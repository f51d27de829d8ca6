use super::validation::{parse_clock, parse_offset};
use super::*;
use crate::astro::OffsetDirection;
use crate::constants::DEFAULT_DRIFT_CHECK_PERIOD_MS;
use std::fs;
use tempfile::tempdir;

fn parse(text: &str) -> Config {
    toml::from_str(text).unwrap()
}

fn single_entry(text: &str) -> TriggerEntry {
    let config = parse(text);
    assert_eq!(config.triggers.len(), 1);
    config.triggers.into_iter().next().unwrap()
}

#[test]
fn full_file_loads_and_validates() {
    let dir = tempdir().unwrap();
    let path = dir.path().join("config.toml");
    fs::write(
        &path,
        r#"
[daemon]
debug_logging = true

[[trigger]]
kind = "interval"
name = "heartbeat"
timeout = { nominal_ms = 10000, tolerance_ms = 2000 }
duration = { nominal_ms = 250 }

[[trigger]]
kind = "calendar"
name = "evening-lights"
days = ["weekdays"]
time = "19:30"
tolerance = "00:30"

[[trigger]]
kind = "calendar"
name = "porch-lamp"
phenomenon = "sunset"
latitude = 37.7749
longitude = -122.4194
offset = "-00:45"
trip_limit = 2
"#,
    )
    .unwrap();

    let config = load_from_path(&path).unwrap();
    assert_eq!(config.daemon.debug_logging, Some(true));
    assert_eq!(config.triggers.len(), 3);
    assert_eq!(config.triggers[0].kind, TriggerKind::Interval);
    assert_eq!(config.triggers[2].trip_limit, Some(2));
}

#[test]
fn default_template_is_loadable() {
    let dir = tempdir().unwrap();
    let path = dir.path().join("nested").join("config.toml");

    write_default_config(&path).unwrap();
    let config = load_from_path(&path).unwrap();
    assert_eq!(config.triggers.len(), 1);
    assert_eq!(config.triggers[0].name.as_deref(), Some("heartbeat"));

    // A second write must not clobber the file.
    assert!(write_default_config(&path).is_err());
}

#[test]
fn missing_file_reports_the_path() {
    let dir = tempdir().unwrap();
    let path = dir.path().join("absent.toml");
    let error = load_from_path(&path).unwrap_err();
    assert!(format!("{error:#}").contains("Failed to read config file"));
}

#[test]
fn interval_entry_becomes_interval_params() {
    let entry = single_entry(
        r#"
[[trigger]]
kind = "interval"
timeout = { nominal_ms = 10000, tolerance_ms = 2000 }
"#,
    );
    let params = entry.trigger_params(false).unwrap();
    assert_eq!(params.schedule, ScheduleKind::Interval);
    assert_eq!(params.timeout, Some(TimeRange::new(10_000, 2_000)));
    assert_eq!(params.duration, None);
    assert_eq!(params.trip_limit, TRIP_LIMIT_UNLIMITED);
}

#[test]
fn calendar_entry_builds_the_full_spec() {
    let entry = single_entry(
        r#"
[[trigger]]
kind = "calendar"
days = ["monday", "weekends"]
time = "19:30"
tolerance = "00:30"
drift_check_period_ms = 5000
"#,
    );
    let params = entry.trigger_params(false).unwrap();
    let ScheduleKind::Calendar(spec) = params.schedule else {
        panic!("expected a calendar schedule");
    };
    assert_eq!(spec.days, DayMask::MONDAY | DayMask::WEEKEND);
    assert_eq!(spec.time, Some(ClockTime::new(19, 30)));
    assert_eq!(spec.tolerance, ClockTime::new(0, 30));
    assert_eq!(spec.astronomical, None);
    assert_eq!(spec.drift_check_period_ms, 5_000);
}

#[test]
fn astronomical_entry_parses_location_and_offset() {
    let entry = single_entry(
        r#"
[[trigger]]
kind = "calendar"
phenomenon = "sunset"
latitude = 37.7749
longitude = -122.4194
offset = "-00:45"
"#,
    );
    let params = entry.trigger_params(false).unwrap();
    let ScheduleKind::Calendar(spec) = params.schedule else {
        panic!("expected a calendar schedule");
    };
    let astro = spec.astronomical.unwrap();
    assert_eq!(astro.phenomenon, Phenomenon::Sunset);
    assert_eq!(astro.location.latitude, 37.7749);
    assert_eq!(astro.offset.offset_minutes(), -45);
    assert_eq!(spec.days, DayMask::ALL_DAYS);
    assert_eq!(spec.drift_check_period_ms, DEFAULT_DRIFT_CHECK_PERIOD_MS);
}

#[test]
fn daemon_debug_default_flows_into_entries() {
    let config = parse(
        r#"
[daemon]
debug_logging = true

[[trigger]]
kind = "interval"

[[trigger]]
kind = "interval"
debug_logging = false
"#,
    );
    let inherited = config.triggers[0].trigger_params(true).unwrap();
    assert!(inherited.debug_logging);
    let overridden = config.triggers[1].trigger_params(true).unwrap();
    assert!(!overridden.debug_logging);
}

#[test]
fn interval_rejects_calendar_fields() {
    let entry = single_entry(
        r#"
[[trigger]]
kind = "interval"
time = "19:30"
"#,
    );
    let error = entry.trigger_params(false).unwrap_err();
    assert!(error.to_string().contains("only applies to calendar"));
}

#[test]
fn calendar_without_a_target_is_rejected() {
    let entry = single_entry(
        r#"
[[trigger]]
kind = "calendar"
days = ["monday"]
"#,
    );
    assert!(entry.trigger_params(false).is_err());
}

#[test]
fn phenomenon_without_coordinates_is_rejected() {
    let entry = single_entry(
        r#"
[[trigger]]
kind = "calendar"
phenomenon = "sunrise"
latitude = 37.7749
"#,
    );
    let error = entry.trigger_params(false).unwrap_err();
    assert!(error.to_string().contains("'latitude' and 'longitude'"));
}

#[test]
fn coordinates_without_a_phenomenon_are_rejected() {
    let entry = single_entry(
        r#"
[[trigger]]
kind = "calendar"
time = "19:30"
latitude = 37.7749
longitude = -122.4194
"#,
    );
    let error = entry.trigger_params(false).unwrap_err();
    assert!(error.to_string().contains("need a 'phenomenon'"));
}

#[test]
fn clock_strings_are_parsed_strictly() {
    assert_eq!(parse_clock("07:05", "time").unwrap(), ClockTime::new(7, 5));
    assert_eq!(parse_clock("7:05", "time").unwrap(), ClockTime::new(7, 5));
    assert_eq!(parse_clock(" 23:59 ", "time").unwrap(), ClockTime::new(23, 59));
    assert!(parse_clock("25:00", "time").is_err());
    assert!(parse_clock("12:60", "time").is_err());
    assert!(parse_clock("12:5", "time").is_err());
    assert!(parse_clock("noon", "time").is_err());
}

#[test]
fn offsets_carry_their_direction() {
    let before = parse_offset("-01:30").unwrap();
    assert_eq!(before.direction, OffsetDirection::Before);
    assert_eq!(before.offset_minutes(), -90);

    let explicit_after = parse_offset("+00:15").unwrap();
    assert_eq!(explicit_after.direction, OffsetDirection::After);
    assert_eq!(explicit_after.offset_minutes(), 15);

    let implicit_after = parse_offset("00:15").unwrap();
    assert_eq!(implicit_after.direction, OffsetDirection::After);

    assert!(parse_offset("--01:30").is_err());
    assert!(parse_offset("01:99").is_err());
}

#[test]
fn validate_reports_the_entry_index() {
    let config = parse(
        r#"
[[trigger]]
kind = "interval"

[[trigger]]
kind = "calendar"
"#,
    );
    let error = config.validate().unwrap_err();
    assert!(format!("{error:#}").contains("entry 2"));
}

What you need to do: Each line holding "join" should be copied from the material above.

Answer area:
    let path = dir.path().join("config.toml");
    let path = dir.path().join("nested").join("config.toml");
    let path = dir.path().join("absent.toml");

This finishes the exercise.